Amine Farsi a également cette particularité de signer de nombreuses productions sur un même album. L’Architecte de Da Uzi, donc, mais aussi l’excellent Nessun Dorma de Tawsen et Sur Ecoute de Fresh LaDouille en 2021, sur le projet commun Riyad Sadio de Freeze Corleone et Ashe 22, deux collaborateurs réguliers, en 2022… C’est comme cela qu’il aime fonctionner. « Ça n’est pas une stratégie, c’est surtout que je suis dans l’humain avec ceux avec qui je travaille. Puisqu’on a une bonne connexion, quand ils sortent un projet, je suis dessus. Quand tu as de bonnes relations avec les artistes, ça se ressent sur leurs albums. D’ailleurs, je n’aime pas le terme ‘placer des prods’. Je fais des sons avec des artistes, point. La plupart du temps, quand j’arrive au studio, je n’ai pas de prods. On se pose, on discute, on parle de musique, on se demande ce qu’on veut faire, et on démarre. Ca doit faire deux ans que je n’ai pas placé une prod par mail. Je travaille en session, en face-à-face. » Et dans le beatmaking français d’aujourd’hui, ça n’est pas si courant.

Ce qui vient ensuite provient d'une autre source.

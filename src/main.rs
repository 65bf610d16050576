use animedex::cli::Cli;
use animedex::commands::{self, Status};
use animedex::config::Config;
use animedex::context::Context;
use animedex::logging;
use clap::Parser;
use color_eyre::Result;
use std::process::ExitCode;
use tracing::{error, info};

#[tokio::main]
async fn main() -> Result<ExitCode> {
  color_eyre::install()?;

  let cli = Cli::parse();

  let config = Config::load(cli.config.as_deref())?;
  let _log_guard = logging::init(&config.log_dir()?)?;
  info!(version = env!("CARGO_PKG_VERSION"), "animedex starting");

  let ctx = Context::init(&config, cli.user)?;
  let result = commands::run(&ctx, cli.command).await;
  ctx.shutdown()?;

  match result {
    Ok(Status::Ok) => Ok(ExitCode::SUCCESS),
    Ok(Status::Degraded) => Ok(ExitCode::FAILURE),
    Err(e) => {
      error!(error = %e, "command failed");
      Err(e)
    }
  }
}
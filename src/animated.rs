//! Animated-image sources.
//!
//! GIF frames are decoded with `image`'s [`GifDecoder`], which composites
//! each frame onto the canvas according to its disposal method, so every
//! yielded frame is a full picture rather than a partial delta.

use std::fs::File;
use std::io::BufReader;
use std::path::{Path, PathBuf};

use image::codecs::gif::GifDecoder;
use image::{AnimationDecoder, DynamicImage, Frames};

use crate::error::ReframeError;
use crate::frame::IndexedFrame;
use crate::source::{FrameSelection, FrameSource, FrameStream, SourceKind};

/// Frames of one animated GIF, in display order.
#[derive(Debug, Clone)]
pub struct AnimatedImageSource {
    path: PathBuf,
}

impl AnimatedImageSource {
    pub fn new<P: Into<PathBuf>>(path: P) -> Self {
        Self { path: path.into() }
    }

    fn open_decoder(&self) -> Result<GifDecoder<BufReader<File>>, ReframeError> {
        let file = File::open(&self.path).map_err(|error| match error.kind() {
            std::io::ErrorKind::NotFound => ReframeError::SourceNotFound {
                path: self.path.clone(),
            },
            _ => ReframeError::IoError(error),
        })?;
        GifDecoder::new(BufReader::new(file)).map_err(|error| ReframeError::DecodeFailure {
            path: self.path.clone(),
            index: 0,
            reason: error.to_string(),
        })
    }
}

impl FrameSource for AnimatedImageSource {
    fn kind(&self) -> SourceKind {
        SourceKind::AnimatedImage
    }

    fn path(&self) -> &Path {
        &self.path
    }

    fn frames(&self, selection: &FrameSelection) -> Result<FrameStream, ReframeError> {
        let decoder = self.open_decoder()?;
        Ok(Box::new(AnimatedFrames {
            frames: decoder.into_frames(),
            path: self.path.clone(),
            selection: *selection,
            next_index: 0,
            done: false,
        }))
    }
}

/// Decodes on demand and applies the selection as it goes.
struct AnimatedFrames {
    frames: Frames<'static>,
    path: PathBuf,
    selection: FrameSelection,
    next_index: u64,
    done: bool,
}

impl Iterator for AnimatedFrames {
    type Item = Result<IndexedFrame, ReframeError>;

    fn next(&mut self) -> Option<Self::Item> {
        if self.done {
            return None;
        }

        loop {
            let Some(decoded) = self.frames.next() else {
                self.done = true;
                if self.next_index == 0 {
                    return Some(Err(ReframeError::SourceEmpty {
                        path: self.path.clone(),
                    }));
                }
                return None;
            };

            let index = self.next_index;
            self.next_index += 1;

            let frame = match decoded {
                Ok(frame) => frame,
                Err(error) => {
                    self.done = true;
                    return Some(Err(ReframeError::DecodeFailure {
                        path: self.path.clone(),
                        index,
                        reason: error.to_string(),
                    }));
                }
            };

            if self.selection.is_exhausted_at(index) {
                self.done = true;
                return None;
            }
            if !self.selection.keeps(index) {
                continue;
            }

            let image = DynamicImage::ImageRgba8(frame.into_buffer()).to_rgb8();
            return Some(Ok(IndexedFrame::new(index, image)));
        }
    }
}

Depuis la sortie de l’album Riyad Sadio, Amine Farsi semble définitivement installé dans ce milieu concurrentiel, même s’il réfute l’esprit de compétition entre beatmakers. « Comme dans tous les domaines, il y a des gens qui peuvent chercher à te mettre des bâtons dans les roues. Mais je ne suis pas là-dedans. Je déteste travailler dans ces conditions. Ça me braque et je ne peux pas faire de musique. Ça ne fonctionne pas. » En mai 2022, il sort son premier projet sous son nom, sobrement intitulé FARSI. Il y convie des rappeurs habitués à poser sur ses prods : Freeze Corleone, Fresh LaDouille, Da Uzi, Ashe 22 et Le Risque. Une marque de respect prouvant la valeur d’un beatmaker qui devrait faire partie des architectes du son rap français des années à venir. « Les gens ont mis un visage sur mes prods, ils savent qui je suis, et ça change tout, » conclut-il.